Investors don’t want third parties in their business conducting audits or seeing what they are bidding on, or to see higher costs of regulatory compliance passed on to them. On top of that, even though state real estate commissions are tasked with protecting consumers, many feel that they are really designed to protect industry participants (Realtors®) and typically all or most of the commissioners are real estate brokers themselves that see off-MLS foreclosure transactions as a threat to their livelihoods.
So it comes as no surprise that unless the bidder is a direct employee of the investor, the real estate commission will generally attempt to require the bidder to be licensed and treat any bidding transaction like a normal sales transaction; which means they must keep copies of agency agreements, maintain and track deposits, maintain recordkeeping and be subject to audits. Additionally, if the bidder is a salesperson or associate broker for a brokerage, then that opens another can of worms with regards to things like following advertising rules (like using the name of the brokerage on all advertising) and any service payments being made payable to the brokerage, not the bidder him or herself or the bidder’s entity. While requiring bidders to be licensed is probably an overreach, you should be prepared for it to happen.
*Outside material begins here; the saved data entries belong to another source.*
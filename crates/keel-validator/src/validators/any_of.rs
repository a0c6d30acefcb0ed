//! `anyOf` strategy.

use keel_core::Schema;
use serde_json::Value;

use super::Validator;
use crate::dispatcher::{Hints, Validatable, ValidationOutcome};
use crate::error::{CompositionOperator, ValidationError, ValidationErrorKind};

/// Tries siblings in declaration order and returns the first success.
///
/// When every sibling fails the result is one aggregate
/// `CompositionFailed`; individual branch errors are logged at `debug`.
pub struct AnyOfValidator;

impl Validator for AnyOfValidator {
    fn coerce_and_validate(
        &self,
        cx: &dyn Validatable,
        value: Value,
        schema: &Schema,
        _hints: Hints,
    ) -> ValidationOutcome {
        if value.is_null() && schema.is_explicitly_nullable() {
            return Ok(value);
        }

        let siblings = schema.any_of.as_deref().unwrap_or_default();
        for (branch, sibling) in siblings.iter().enumerate() {
            match cx.validate_schema(value.clone(), Some(sibling), Hints::default()) {
                Ok(coerced) => return Ok(coerced),
                Err(error) => tracing::debug!(branch, %error, "anyOf branch rejected value"),
            }
        }

        let kind = ValidationErrorKind::CompositionFailed {
            operator: CompositionOperator::AnyOf,
            detail: format!("value matched none of {} schemas", siblings.len()),
        };
        Err(ValidationError::new(kind, value, schema))
    }
}

#[cfg(test)]
mod tests {
    use super::*;
    use crate::validators::test_support::{coercing, strict};
    use pretty_assertions::assert_eq;
    use serde_json::json;

    #[test]
    fn first_matching_branch_wins() {
        let schema = Schema::any_of(vec![Schema::integer(), Schema::string()]);
        // Both branches accept "5" under coercion; the integer one comes first.
        assert_eq!(coercing(json!("5"), &schema).unwrap(), json!(5));
        assert_eq!(coercing(json!("five"), &schema).unwrap(), json!("five"));
    }

    #[test]
    fn all_branches_failing_is_one_aggregate_error() {
        let schema = Schema::any_of(vec![Schema::integer(), Schema::boolean()]);
        let error = strict(json!("x"), &schema).unwrap_err();
        assert_eq!(
            error.kind(),
            &ValidationErrorKind::CompositionFailed {
                operator: CompositionOperator::AnyOf,
                detail: "value matched none of 2 schemas".into(),
            }
        );
        assert_eq!(error.value(), &json!("x"));
    }

    #[test]
    fn explicit_nullable_short_circuits() {
        let schema = Schema::any_of(vec![Schema::integer().with_nullable(false)]).with_nullable(true);
        assert_eq!(strict(Value::Null, &schema).unwrap(), Value::Null);
    }

    #[test]
    fn null_goes_through_branches_otherwise() {
        let schema = Schema::any_of(vec![Schema::integer().with_nullable(false)]);
        assert_eq!(strict(Value::Null, &schema).unwrap_err().code(), "composition_failed");
    }

    #[test]
    fn empty_list_never_matches() {
        let schema = Schema::any_of(Vec::new());
        assert_eq!(strict(json!(1), &schema).unwrap_err().code(), "composition_failed");
    }
}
Here’s an interesting article about John Ray, one of the stars of reality show “Property Wars”, who was fined $10,000 for bidding on behalf of others at foreclosure auctions without a license and marketing his service at his website which was later taken down, called BidAZForeclosures. Keep in mind that this infraction was COMPLETELY UNRELATED TO and had nothing to do with the bank fraud that “Property Wars” star Scott Menaged ended up receiving a 17 years prison term for. In another Arizona case in the 2011 timeframe a consent order was reached with a licensed salesperson.
The real estate licensee was fined $4000, forced to complete 6 hours of continuing education, and forced to practice his real estate activities under stricter monitoring because he was bidding for other investors and receiving payments for this service directly ($350 to $1000 per property) and not through his broker. He also ran a website promoting bidding on foreclosure properties that did not mention his brokerage and his broker said he did not know about. The bidder argued that “from the time the hammer falls at the auction” up to the moment he hands off the receipt to the investors, he has an “equitable ownership interest in the property” and believes this exempted him from the licensing statutes. Even though it has some merit as an argument, the real estate commission felt differently and reached an agreement with the bidder to sign a consent order in order to avoid the case going to hearing.
If you work for someone directly and they tell you: “As part of your employment duties, you need to go to the trustee sale and bid on this property with company funds on behalf of the company,” then you are most likely perfectly OK not being licensed. The real estate commission generally can’t stop people from fulfilling company employment duties when their company is buying something and they are simply executing their job duties. However, when you move away from this type of arrangement and start to function like a 3rd party bidder, you open yourself up to the possibility of an enforcement official at the state real estate commission investigating or pursuing an unlicensed activity infraction against you, especially if you advertise the service to others and bring a lot of attention to your bidding services.